Items from a dataset
++++++++++

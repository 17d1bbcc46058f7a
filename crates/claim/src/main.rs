//! Claim relay binary

use clap::Parser;
use drop_claim::logging::{init_logging, LogFormat, LoggingConfig};
use drop_claim::{router, ClaimConfig, ClaimService, EvmClaimClient};
use std::net::SocketAddr;
use std::sync::Arc;
use tokio::signal;
use tower_http::cors::{Any, CorsLayer};
use tracing::{info, warn};

/// Claim relay CLI
#[derive(Parser, Debug)]
#[command(author, version, about, long_about = None)]
struct Args {
    /// Config file path (TOML, YAML or JSON); environment variables override it
    #[arg(short, long)]
    config: Option<String>,

    /// Server address
    #[arg(long)]
    server_addr: Option<String>,

    /// RPC URL
    #[arg(long)]
    rpc_url: Option<String>,

    /// Log format: pretty, compact or json
    #[arg(long, default_value = "pretty")]
    log_format: String,

    /// Enable debug logging
    #[arg(long)]
    debug: bool,
}

#[tokio::main]
async fn main() -> anyhow::Result<()> {
    dotenv::dotenv().ok();
    let args = Args::parse();

    init_logging(&LoggingConfig {
        level: if args.debug { "debug".to_string() } else { "info".to_string() },
        format: LogFormat::from(args.log_format.as_str()),
        ..Default::default()
    })?;

    info!("Starting Drop Claim Relay v{}", env!("CARGO_PKG_VERSION"));

    // Load configuration
    let mut config = match args.config {
        Some(path) => ClaimConfig::from_file(&path)?.with_env_overrides(),
        None => ClaimConfig::from_env(),
    };

    // Override with CLI arguments
    if let Some(addr) = args.server_addr {
        config.server_addr = addr;
    }

    if let Some(rpc_url) = args.rpc_url {
        config.rpc_url = rpc_url;
    }

    info!("Configuration:");
    info!("  Server address: {}", config.server_addr);
    info!("  RPC URL: {}", config.rpc_url);
    info!("  Chain ID: {}", config.chain_id);
    info!("  Drop address: {}", config.drop_address);
    info!("  Token decimals: {}", config.token_decimals);
    info!("  Value per unit: {} wei", config.claim_value_wei_per_unit);
    info!("  Auth required: {}", config.auth_required());

    if config.private_key.is_none() {
        warn!("PRIVATE_KEY is not set; claims will fail until it is configured");
    }
    if !config.auth_required() {
        warn!("SIGNER_SECRET is not set; the claim endpoint is open");
    }

    let addr: SocketAddr = config.server_addr.parse()?;
    let cors_enabled = config.cors_enabled;

    let service = Arc::new(ClaimService::new(config, Arc::new(EvmClaimClient::new())));
    if let Some(signer) = service.get_status().signer {
        info!("  Signer: {}", signer);
    }

    let mut app = router(service);

    if cors_enabled {
        let cors = CorsLayer::new()
            .allow_origin(Any)
            .allow_methods(Any)
            .allow_headers(Any);

        app = app.layer(cors);
        info!("CORS enabled");
    }

    info!("Listening on {}", addr);

    let listener = tokio::net::TcpListener::bind(addr).await?;
    axum::serve(listener, app)
        .with_graceful_shutdown(shutdown_signal())
        .await?;

    info!("Shutting down gracefully");
    Ok(())
}

/// Graceful shutdown signal
async fn shutdown_signal() {
    let ctrl_c = async {
        if let Err(e) = signal::ctrl_c().await {
            warn!("failed to install Ctrl+C handler: {}", e);
            std::future::pending::<()>().await;
        }
    };

    #[cfg(unix)]
    let terminate = async {
        match signal::unix::signal(signal::unix::SignalKind::terminate()) {
            Ok(mut sig) => {
                sig.recv().await;
            }
            Err(e) => {
                warn!("failed to install signal handler: {}", e);
                std::future::pending::<()>().await;
            }
        }
    };

    #[cfg(not(unix))]
    let terminate = std::future::pending::<()>();

    tokio::select! {
        _ = ctrl_c => {
            info!("Received Ctrl+C");
        },
        _ = terminate => {
            info!("Received terminate signal");
        },
    }
}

++++++++++

EXERCISE OBJECTIVE
Reproduce the records above exactly, character for character.

RESULT FOR THIS TASK
repository 17d1bbcc46058f7a
filename crates/claim/src/main.rs
//! Claim relay binary

use clap::Parser;
use drop_claim::logging::{init_logging, LogFormat, LoggingConfig};
use drop_claim::{router, ClaimConfig, ClaimService, EvmClaimClient};
use std::net::SocketAddr;
use std::sync::Arc;
use tokio::signal;
use tower_http::cors::{Any, CorsLayer};
use tracing::{info, warn};

/// Claim relay CLI
#[derive(Parser, Debug)]
#[command(author, version, about, long_about = None)]
struct Args {
    /// Config file path (TOML, YAML or JSON); environment variables override it
    #[arg(short, long)]
    config: Option<String>,

    /// Server address
    #[arg(long)]
    server_addr: Option<String>,

    /// RPC URL
    #[arg(long)]
    rpc_url: Option<String>,

    /// Log format: pretty, compact or json
    #[arg(long, default_value = "pretty")]
    log_format: String,

    /// Enable debug logging
    #[arg(long)]
    debug: bool,
}

#[tokio::main]
async fn main() -> anyhow::Result<()> {
    dotenv::dotenv().ok();
    let args = Args::parse();

    init_logging(&LoggingConfig {
        level: if args.debug { "debug".to_string() } else { "info".to_string() },
        format: LogFormat::from(args.log_format.as_str()),
        ..Default::default()
    })?;

    info!("Starting Drop Claim Relay v{}", env!("CARGO_PKG_VERSION"));

    // Load configuration
    let mut config = match args.config {
        Some(path) => ClaimConfig::from_file(&path)?.with_env_overrides(),
        None => ClaimConfig::from_env(),
    };

    // Override with CLI arguments
    if let Some(addr) = args.server_addr {
        config.server_addr = addr;
    }

    if let Some(rpc_url) = args.rpc_url {
        config.rpc_url = rpc_url;
    }

    info!("Configuration:");
    info!("  Server address: {}", config.server_addr);
    info!("  RPC URL: {}", config.rpc_url);
    info!("  Chain ID: {}", config.chain_id);
    info!("  Drop address: {}", config.drop_address);
    info!("  Token decimals: {}", config.token_decimals);
    info!("  Value per unit: {} wei", config.claim_value_wei_per_unit);
    info!("  Auth required: {}", config.auth_required());

    if config.private_key.is_none() {
        warn!("PRIVATE_KEY is not set; claims will fail until it is configured");
    }
    if !config.auth_required() {
        warn!("SIGNER_SECRET is not set; the claim endpoint is open");
    }

    let addr: SocketAddr = config.server_addr.parse()?;
    let cors_enabled = config.cors_enabled;

    let service = Arc::new(ClaimService::new(config, Arc::new(EvmClaimClient::new())));
    if let Some(signer) = service.get_status().signer {
        info!("  Signer: {}", signer);
    }

    let mut app = router(service);

    if cors_enabled {
        let cors = CorsLayer::new()
            .allow_origin(Any)
            .allow_methods(Any)
            .allow_headers(Any);

        app = app.layer(cors);
        info!("CORS enabled");
    }

    info!("Listening on {}", addr);

    let listener = tokio::net::TcpListener::bind(addr).await?;
    axum::serve(listener, app)
        .with_graceful_shutdown(shutdown_signal())
        .await?;

    info!("Shutting down gracefully");
    Ok(())
}

/// Graceful shutdown signal
async fn shutdown_signal() {
    let ctrl_c = async {
        if let Err(e) = signal::ctrl_c().await {
            warn!("failed to install Ctrl+C handler: {}", e);
            std::future::pending::<()>().await;
        }
    };

    #[cfg(unix)]
    let terminate = async {
        match signal::unix::signal(signal::unix::SignalKind::terminate()) {
            Ok(mut sig) => {
                sig.recv().await;
            }
            Err(e) => {
                warn!("failed to install signal handler: {}", e);
                std::future::pending::<()>().await;
            }
        }
    };

    #[cfg(not(unix))]
    let terminate = std::future::pending::<()>();

    tokio::select! {
        _ = ctrl_c => {
            info!("Received Ctrl+C");
        },
        _ = terminate => {
            info!("Received terminate signal");
        },
    }
}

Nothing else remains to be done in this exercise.